The Life of a B-Cell: Building the Army Flashcards
What is the general structure of the BCR? What are different ways the formula will be written?
Two heavy chains and two light chains, each with variable and constant regions.
H2L2, mu2,kappa2, or mu2lambda2
What features lend to the specificity of the BCR?
How is this acheived?
unique VDJh and VJl specific for ONE antigen.
This is achieved by allelic exclusion during the VDJ,VJ recombination stages
What are the four factors that lend to the diversity of B cells?
- combinatorial diversity- during VDJ rearrangement
- junctional diversity- joining sequences are different
- N&P nucleotides- noncoding and palindromic nucleotides are added at the junction
- Somatic mutation- after the Bcell has specificity for a particular antigen, mutations occur to increase the specificity for the antigen
What three things characterize a memory B-cell?
- somatic mutation and clonal selection of a particular Fab
- Ig heavy chain class switching (IgM to the other types)
- rapid response
What is the structure that helps the BCR transmit signal through the B-cell?
Iga and Igb (CD79) transmit the signal once a BCR binds and antigen by utilizing ITAMs (immunoreceptor tyrosine-based activation motifs)

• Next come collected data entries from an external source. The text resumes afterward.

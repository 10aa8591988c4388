use crate::error::*;
use std::time::Duration;
use tracing::{error, info, warn};

pub trait ErrorExt {
    fn log_error(&self) -> &Self;
    fn log_warn(&self) -> &Self;
    fn is_retryable(&self) -> bool;
    fn retry_after(&self) -> Option<Duration>;
    fn user_friendly_message(&self) -> String;
    fn error_code(&self) -> String;
}

impl ErrorExt for CoreError {
    fn log_error(&self) -> &Self {
        error!("CoreError: {}", self);
        match self {
            CoreError::Analysis(e) => {
                error!("Analysis error details: {:?}", e);
            }
            CoreError::Queue(e) => {
                error!("Queue error details: {:?}", e);
            }
            CoreError::Sink(e) => {
                error!("Sink error details: {:?}", e);
            }
            CoreError::Config(e) => {
                error!("Configuration error details: {:?}", e);
            }
            _ => {}
        }
        self
    }

    fn log_warn(&self) -> &Self {
        warn!("CoreError (warning): {}", self);
        self
    }

    fn is_retryable(&self) -> bool {
        match self {
            CoreError::Analysis(e) => e.is_retryable(),
            CoreError::Queue(e) => e.is_retryable(),
            CoreError::Sink(e) => e.is_retryable(),
            CoreError::Network(_) => true,
            CoreError::Timeout { .. } => true,
            CoreError::Io(_) => true,
            _ => false,
        }
    }

    fn retry_after(&self) -> Option<Duration> {
        match self {
            CoreError::Queue(e) => e.retry_after(),
            CoreError::Sink(e) => e.retry_after(),
            CoreError::Timeout { millis } => Some(Duration::from_millis(*millis)),
            _ if self.is_retryable() => Some(Duration::from_secs(1)),
            _ => None,
        }
    }

    fn user_friendly_message(&self) -> String {
        match self {
            CoreError::Analysis(e) => e.user_friendly_message(),
            CoreError::Queue(e) => e.user_friendly_message(),
            CoreError::Sink(e) => e.user_friendly_message(),
            CoreError::Config(e) => e.user_friendly_message(),
            CoreError::Network(_) => {
                "Network connection error. Check that the search cluster is reachable.".to_string()
            }
            CoreError::MalformedInput { reason } => {
                format!("Post rejected as malformed: {}", reason)
            }
            CoreError::Timeout { .. } => "The operation took too long to complete.".to_string(),
            _ => "An unexpected error occurred.".to_string(),
        }
    }

    fn error_code(&self) -> String {
        match self {
            CoreError::Analysis(_) => "ANALYSIS".to_string(),
            CoreError::Queue(_) => "QUEUE".to_string(),
            CoreError::Sink(_) => "SINK".to_string(),
            CoreError::Config(_) => "CONFIG".to_string(),
            CoreError::Io(_) => "IO".to_string(),
            CoreError::Serialization(_) => "SERIALIZATION".to_string(),
            CoreError::Network(_) => "NETWORK".to_string(),
            CoreError::MalformedInput { .. } => "MALFORMED_INPUT".to_string(),
            CoreError::Timeout { .. } => "TIMEOUT".to_string(),
            CoreError::Internal { .. } => "INTERNAL".to_string(),
        }
    }
}

impl ErrorExt for AnalysisError {
    fn log_error(&self) -> &Self {
        error!("AnalysisError: {}", self);
        self
    }

    fn log_warn(&self) -> &Self {
        warn!("AnalysisError (warning): {}", self);
        self
    }

    // Analysis failures degrade the post instead of being retried.
    fn is_retryable(&self) -> bool {
        false
    }

    fn retry_after(&self) -> Option<Duration> {
        None
    }

    fn user_friendly_message(&self) -> String {
        match self {
            AnalysisError::UnsupportedLanguage { language } => format!(
                "No aspect model for language '{}'. The post is scored without aspects.",
                language
            ),
            AnalysisError::ScorerTimeout { scorer, .. } => {
                format!("The {} scorer timed out; its result is omitted.", scorer)
            }
            AnalysisError::ScorerUnavailable { scorer, .. } => {
                format!("The {} scorer is unavailable; its result is omitted.", scorer)
            }
            AnalysisError::ExtractorTimeout { .. } | AnalysisError::ExtractorUnavailable { .. } => {
                "Aspect extraction failed; the post is scored without aspects.".to_string()
            }
        }
    }

    fn error_code(&self) -> String {
        match self {
            AnalysisError::UnsupportedLanguage { .. } => "ANALYSIS_UNSUPPORTED_LANGUAGE".to_string(),
            AnalysisError::ScorerTimeout { .. } => "ANALYSIS_SCORER_TIMEOUT".to_string(),
            AnalysisError::ScorerUnavailable { .. } => "ANALYSIS_SCORER_UNAVAILABLE".to_string(),
            AnalysisError::ExtractorTimeout { .. } => "ANALYSIS_EXTRACTOR_TIMEOUT".to_string(),
            AnalysisError::ExtractorUnavailable { .. } => {
                "ANALYSIS_EXTRACTOR_UNAVAILABLE".to_string()
            }
        }
    }
}

impl ErrorExt for QueueError {
    fn log_error(&self) -> &Self {
        error!("QueueError: {}", self);
        self
    }

    fn log_warn(&self) -> &Self {
        warn!("QueueError (warning): {}", self);
        self
    }

    fn is_retryable(&self) -> bool {
        matches!(
            self,
            QueueError::ConnectionFailed { .. } | QueueError::PopFailed { .. }
        )
    }

    fn retry_after(&self) -> Option<Duration> {
        match self {
            QueueError::ConnectionFailed { .. } => Some(Duration::from_secs(2)),
            QueueError::PopFailed { .. } => Some(Duration::from_secs(1)),
            _ => None,
        }
    }

    fn user_friendly_message(&self) -> String {
        match self {
            QueueError::ConnectionFailed { url, .. } => {
                format!("Cannot reach the queue at {}. Is Redis running?", url)
            }
            QueueError::PopFailed { queue, .. } => {
                format!("Reading from queue '{}' failed. Retrying.", queue)
            }
            QueueError::InvalidEncoding => "A queue entry was not valid UTF-8.".to_string(),
            QueueError::Closed => "The queue was closed.".to_string(),
        }
    }

    fn error_code(&self) -> String {
        match self {
            QueueError::ConnectionFailed { .. } => "QUEUE_CONNECTION_FAILED".to_string(),
            QueueError::PopFailed { .. } => "QUEUE_POP_FAILED".to_string(),
            QueueError::InvalidEncoding => "QUEUE_INVALID_ENCODING".to_string(),
            QueueError::Closed => "QUEUE_CLOSED".to_string(),
        }
    }
}

impl ErrorExt for SinkError {
    fn log_error(&self) -> &Self {
        error!("SinkError: {}", self);
        self
    }

    fn log_warn(&self) -> &Self {
        warn!("SinkError (warning): {}", self);
        self
    }

    fn is_retryable(&self) -> bool {
        match self {
            SinkError::Unavailable { .. } => true,
            SinkError::Rejected { status_code } => *status_code == 429 || *status_code >= 500,
            _ => false,
        }
    }

    fn retry_after(&self) -> Option<Duration> {
        match self {
            SinkError::Rejected { status_code: 429 } => Some(Duration::from_secs(5)),
            _ if self.is_retryable() => Some(Duration::from_secs(1)),
            _ => None,
        }
    }

    fn user_friendly_message(&self) -> String {
        match self {
            SinkError::Unavailable { endpoint, .. } => {
                format!("Search cluster at {} is unavailable.", endpoint)
            }
            SinkError::Rejected { status_code } => {
                format!("Search cluster rejected the bulk write (HTTP {}).", status_code)
            }
            SinkError::BatchDropped { documents, .. } => {
                format!("{} documents could not be indexed and were dropped.", documents)
            }
            SinkError::PermanentlyUnreachable { .. } => {
                "Search cluster is permanently unreachable. Stopping.".to_string()
            }
            _ => "Indexing error occurred.".to_string(),
        }
    }

    fn error_code(&self) -> String {
        match self {
            SinkError::Unavailable { .. } => "SINK_UNAVAILABLE".to_string(),
            SinkError::Rejected { .. } => "SINK_REJECTED".to_string(),
            SinkError::InvalidResponse { .. } => "SINK_INVALID_RESPONSE".to_string(),
            SinkError::BatchDropped { .. } => "SINK_BATCH_DROPPED".to_string(),
            SinkError::PermanentlyUnreachable { .. } => "SINK_UNREACHABLE".to_string(),
            SinkError::CircuitOpen => "SINK_CIRCUIT_OPEN".to_string(),
        }
    }
}

impl ErrorExt for ConfigError {
    fn log_error(&self) -> &Self {
        error!("ConfigError: {}", self);
        self
    }

    fn log_warn(&self) -> &Self {
        warn!("ConfigError (warning): {}", self);
        self
    }

    fn is_retryable(&self) -> bool {
        false // Config errors need a restart with fixed settings
    }

    fn retry_after(&self) -> Option<Duration> {
        None
    }

    fn user_friendly_message(&self) -> String {
        match self {
            ConfigError::FileNotFound { path } => {
                format!("Configuration file '{}' not found.", path)
            }
            ConfigError::InvalidValue { field, .. } => {
                format!("Invalid value for configuration field '{}'.", field)
            }
            ConfigError::UnknownFilterMode { mode } => format!(
                "Filter mode '{}' is not defined. Use strict, balanced, permissive or a configured mode.",
                mode
            ),
            _ => "Configuration error occurred. Please check your settings.".to_string(),
        }
    }

    fn error_code(&self) -> String {
        match self {
            ConfigError::FileNotFound { .. } => "CONFIG_FILE_NOT_FOUND".to_string(),
            ConfigError::InvalidValue { .. } => "CONFIG_INVALID_VALUE".to_string(),
            ConfigError::UnknownFilterMode { .. } => "CONFIG_UNKNOWN_FILTER_MODE".to_string(),
            ConfigError::ValidationFailed { .. } => "CONFIG_VALIDATION_FAILED".to_string(),
            ConfigError::Parse(_) => "CONFIG_PARSE_ERROR".to_string(),
        }
    }
}

pub struct ErrorReporter {
    report_errors: bool,
    report_warnings: bool,
}

impl ErrorReporter {
    pub fn new() -> Self {
        Self {
            report_errors: true,
            report_warnings: true,
        }
    }

    pub fn with_error_reporting(mut self, enabled: bool) -> Self {
        self.report_errors = enabled;
        self
    }

    pub fn with_warning_reporting(mut self, enabled: bool) -> Self {
        self.report_warnings = enabled;
        self
    }

    pub fn report_error(&self, error: &CoreError) {
        if self.report_errors {
            error.log_error();
            info!("Error code: {}", error.error_code());
            info!("User message: {}", error.user_friendly_message());
            if error.is_retryable() {
                if let Some(retry_after) = error.retry_after() {
                    info!("Error is retryable. Retry after: {:?}", retry_after);
                }
            }
        }
    }

    pub fn report_warning(&self, error: &CoreError) {
        if self.report_warnings {
            error.log_warn();
        }
    }
}

impl Default for ErrorReporter {
    fn default() -> Self {
        Self::new()
    }
}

What three CD molecules are on the surface of B cells that help them to be identified in clinical and histopath labs?
CD19, CD20, CD22
What CD molecule does the pluripotent stem cell use to be self-renewing?
CD34
What signal pushes the bone marrow stem cell to develop in the lymphoid lineage?
IL-7
What are the four stages of B-cell development?
Pro-B
Pre-B
immature B-cell
mature B-cell
What stage of B cell development is the first with B-cell specific markers?
Pro-B
What stage of B cell development has a single rearranged BCR heavy chain?
Pre-B
What stage of B cell development is the first to express a functional BCR that has not seen an antigen?
immature B cell
Where does final B-cell maturation occur?

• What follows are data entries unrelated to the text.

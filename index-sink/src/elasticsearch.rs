//! Elasticsearch `_bulk` sink.
//!
//! Documents go to a monthly index, `<prefix>-YYYY-MM`, keyed by post id so a
//! replayed post overwrites its earlier copy.

use crate::sink::{BatchReport, IndexSink, ItemFailure};
use absa_core::{AnalyzedDocument, SinkConfig, SinkError};
use async_trait::async_trait;
use chrono::{DateTime, Utc};
use reqwest::{Client, StatusCode};
use serde_json::{json, Value};
use std::time::Duration;
use tracing::{debug, info, warn};

pub struct ElasticsearchSink {
    client: Client,
    host: String,
    prefix: String,
}

impl ElasticsearchSink {
    pub fn new(config: &SinkConfig) -> Result<Self, SinkError> {
        let client = Client::builder()
            .timeout(Duration::from_secs(config.request_timeout_secs))
            .build()
            .map_err(|e| SinkError::Unavailable {
                endpoint: config.es_host.clone(),
                reason: e.to_string(),
            })?;

        Ok(Self {
            client,
            host: config.es_host.trim_end_matches('/').to_string(),
            prefix: config.index_prefix.clone(),
        })
    }

    pub fn index_name(&self, at: DateTime<Utc>) -> String {
        index_name(&self.prefix, at)
    }

    pub fn template_name(&self) -> String {
        format!("{}-tpl", self.prefix)
    }

    fn unavailable(&self, error: reqwest::Error) -> SinkError {
        SinkError::Unavailable {
            endpoint: self.host.clone(),
            reason: error.to_string(),
        }
    }

    /// Install the index template covering `<prefix>-*`.
    pub async fn ensure_template(&self) -> Result<(), SinkError> {
        let url = format!("{}/_index_template/{}", self.host, self.template_name());
        let response = self
            .client
            .put(&url)
            .json(&index_template(&self.prefix))
            .send()
            .await
            .map_err(|e| self.unavailable(e))?;

        let status = response.status();
        if !status.is_success() {
            return Err(SinkError::Rejected {
                status_code: status.as_u16(),
            });
        }
        info!("Index template {} ensured", self.template_name());
        Ok(())
    }
}

pub fn index_name(prefix: &str, at: DateTime<Utc>) -> String {
    format!("{}-{}", prefix, at.format("%Y-%m"))
}

/// NDJSON body for `_bulk`: an action line and a source line per document.
pub fn bulk_body(prefix: &str, docs: &[AnalyzedDocument]) -> Result<String, SinkError> {
    let mut body = String::new();
    for doc in docs {
        let action = json!({
            "index": {
                "_index": index_name(prefix, doc.ingested_at),
                "_id": doc.id,
            }
        });
        let source = serde_json::to_string(doc).map_err(|e| SinkError::InvalidResponse {
            details: format!("cannot serialize document {}: {}", doc.id, e),
        })?;
        body.push_str(&action.to_string());
        body.push('\n');
        body.push_str(&source);
        body.push('\n');
    }
    Ok(body)
}

/// Split a `_bulk` response into indexed and refused documents.
pub fn parse_bulk_response(
    response: &Value,
    docs: &[AnalyzedDocument],
) -> Result<BatchReport, SinkError> {
    let items = response
        .get("items")
        .and_then(Value::as_array)
        .ok_or_else(|| SinkError::InvalidResponse {
            details: "bulk response has no items".to_string(),
        })?;

    if items.len() != docs.len() {
        return Err(SinkError::InvalidResponse {
            details: format!("{} items for {} documents", items.len(), docs.len()),
        });
    }

    let mut report = BatchReport::default();
    for (item, doc) in items.iter().zip(docs) {
        let result = item.get("index").unwrap_or(item);
        let status = result.get("status").and_then(Value::as_u64).unwrap_or(0);

        match result.get("error") {
            None if (200..300).contains(&status) => report.indexed.push(doc.id.clone()),
            error => {
                let reason = error
                    .and_then(|e| e.get("reason").or_else(|| e.get("type")))
                    .and_then(Value::as_str)
                    .map(str::to_string)
                    .unwrap_or_else(|| format!("status {}", status));
                report.failed.push(ItemFailure {
                    id: doc.id.clone(),
                    reason,
                });
            }
        }
    }
    Ok(report)
}

pub fn index_template(prefix: &str) -> Value {
    let score = json!({
        "properties": {
            "label": { "type": "keyword" },
            "confidence": { "type": "float" },
            "signals": { "type": "keyword" },
        }
    });

    json!({
        "index_patterns": [format!("{}-*", prefix)],
        "template": {
            "settings": {
                "number_of_shards": 1,
                "number_of_replicas": 0,
                "refresh_interval": "5s"
            },
            "mappings": {
                "properties": {
                    "id": { "type": "keyword" },
                    "text": { "type": "text" },
                    "title": { "type": "text" },
                    "author": { "type": "keyword" },
                    "author_username": { "type": "keyword" },
                    "instance": { "type": "keyword" },
                    "language": { "type": "keyword" },
                    "created_at": { "type": "date" },
                    "ingested_at": { "type": "date" },
                    "url": { "type": "keyword" },
                    "hashtags": { "type": "keyword" },
                    "favourites": { "type": "long" },
                    "reblogs": { "type": "long" },
                    "replies": { "type": "long" },
                    "score": { "type": "long" },
                    "aspects": { "type": "keyword" },
                    "aspect_sentiments": {
                        "properties": {
                            "aspect": { "type": "keyword" },
                            "label": { "type": "keyword" },
                            "confidence": { "type": "float" }
                        }
                    },
                    "sentiment": score.clone(),
                    "emotion": score.clone(),
                    "tone": score.clone(),
                    "topic": score,
                    "emotions_flat": { "type": "keyword" },
                    "absent_scorers": { "type": "keyword" },
                    "filter_mode": { "type": "keyword" },
                    "processing_ms": { "type": "long" }
                }
            }
        }
    })
}

#[async_trait]
impl IndexSink for ElasticsearchSink {
    async fn prepare(&self) -> Result<(), SinkError> {
        self.ensure_template().await
    }

    async fn write_batch(&self, docs: &[AnalyzedDocument]) -> Result<BatchReport, SinkError> {
        if docs.is_empty() {
            return Ok(BatchReport::default());
        }

        let body = bulk_body(&self.prefix, docs)?;
        let response = self
            .client
            .post(format!("{}/_bulk", self.host))
            .header("Content-Type", "application/x-ndjson")
            .body(body)
            .send()
            .await
            .map_err(|e| self.unavailable(e))?;

        let status = response.status();
        if status == StatusCode::TOO_MANY_REQUESTS || !status.is_success() {
            return Err(SinkError::Rejected {
                status_code: status.as_u16(),
            });
        }

        let payload: Value = response.json().await.map_err(|e| SinkError::InvalidResponse {
            details: e.to_string(),
        })?;
        let report = parse_bulk_response(&payload, docs)?;

        if report.failed.is_empty() {
            debug!("Indexed {} documents", report.indexed.len());
        } else {
            warn!(
                "Bulk write: {} indexed, {} refused",
                report.indexed.len(),
                report.failed.len()
            );
        }
        Ok(report)
    }

    fn describe(&self) -> String {
        format!("elasticsearch {} ({}-*)", self.host, self.prefix)
    }
}

#[cfg(test)]
mod tests {
    use super::*;
    use crate::tests::sample_document;
    use chrono::TimeZone;

    #[test]
    fn test_index_name_is_monthly() {
        let at = Utc.with_ymd_and_hms(2025, 3, 9, 12, 0, 0).unwrap();
        assert_eq!(index_name("mastodon-trends", at), "mastodon-trends-2025-03");
    }

    #[test]
    fn test_bulk_body_pairs_action_and_source() {
        let docs = vec![sample_document("a"), sample_document("b")];
        let body = bulk_body("toots", &docs).unwrap();
        let lines: Vec<&str> = body.lines().collect();
        assert_eq!(lines.len(), 4);
        assert!(body.ends_with('\n'));

        let action: Value = serde_json::from_str(lines[0]).unwrap();
        assert_eq!(action["index"]["_id"], "a");
        assert!(action["index"]["_index"]
            .as_str()
            .unwrap()
            .starts_with("toots-"));

        let source: Value = serde_json::from_str(lines[3]).unwrap();
        assert_eq!(source["id"], "b");
    }

    #[test]
    fn test_parse_bulk_response_splits_items() {
        let docs = vec![sample_document("a"), sample_document("b")];
        let response = json!({
            "errors": true,
            "items": [
                { "index": { "_id": "a", "status": 201 } },
                { "index": { "_id": "b", "status": 400,
                    "error": { "type": "mapper_parsing_exception", "reason": "bad date" } } }
            ]
        });

        let report = parse_bulk_response(&response, &docs).unwrap();
        assert_eq!(report.indexed, vec!["a"]);
        assert_eq!(
            report.failed,
            vec![ItemFailure {
                id: "b".to_string(),
                reason: "bad date".to_string()
            }]
        );
    }

    #[test]
    fn test_parse_bulk_response_rejects_mismatch() {
        let docs = vec![sample_document("a")];
        assert!(matches!(
            parse_bulk_response(&json!({ "items": [] }), &docs),
            Err(SinkError::InvalidResponse { .. })
        ));
        assert!(matches!(
            parse_bulk_response(&json!({}), &docs),
            Err(SinkError::InvalidResponse { .. })
        ));
    }

    #[test]
    fn test_template_covers_prefix() {
        let template = index_template("toots");
        assert_eq!(template["index_patterns"][0], "toots-*");
        assert_eq!(
            template["template"]["mappings"]["properties"]["emotions_flat"]["type"],
            "keyword"
        );
    }

    #[test]
    fn test_sink_names() {
        let sink = ElasticsearchSink::new(&SinkConfig {
            es_host: "http://es:9200/".to_string(),
            index_prefix: "toots".to_string(),
            ..Default::default()
        })
        .unwrap();
        assert_eq!(sink.template_name(), "toots-tpl");
        assert_eq!(sink.describe(), "elasticsearch http://es:9200 (toots-*)");
    }
}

secondary lymphoid organs (spleen, LN)
Where does fetal B-cell development take place?
fetal liver
When in the pregnancy do pre-B cells appear?
When in pregnancy does B-cell development switch to the bone marrow?
They appear toward the end of the first trimester.
Maturation switches from the liver to the bone marrow in the second trimester
What cellular marker is on over 50% of the newborns B-cells? What are these B cells called?
CD5 and the B-cells are called B1 cells (which are T1What -2 independent)
By what age is the B-cell compartment fully functional?
2years
In what stages of B-cell development would RAG enzymes be present?
Pro-B and Pre-B because these are the enzymes involved in VDJ and VJ rearrangement
In what stage of B-cell development does B-cell tolerance testing occur?
Immature B cell because it is testing to make sure the B-cell is not autoreactive.
What Ig’s are expressed on the mature B-cell?
mIgD and mIgM
What are the three pathways involved in B-cell tolerance?
- BCR editing
- Deletion
- Anergy
What surface molecules are on the Pro-B cell?
CD19- to amplify signal
IL-7R- to differentiate stem cell to lymphoid
What surface molecules are on the Pre-B cell?
CD19- helps amplify signal
CD79- (like T cells CD3)
CD20 (help develop Bcell to plasma)
IL-7R
What surface molecules are on the immature B-cell?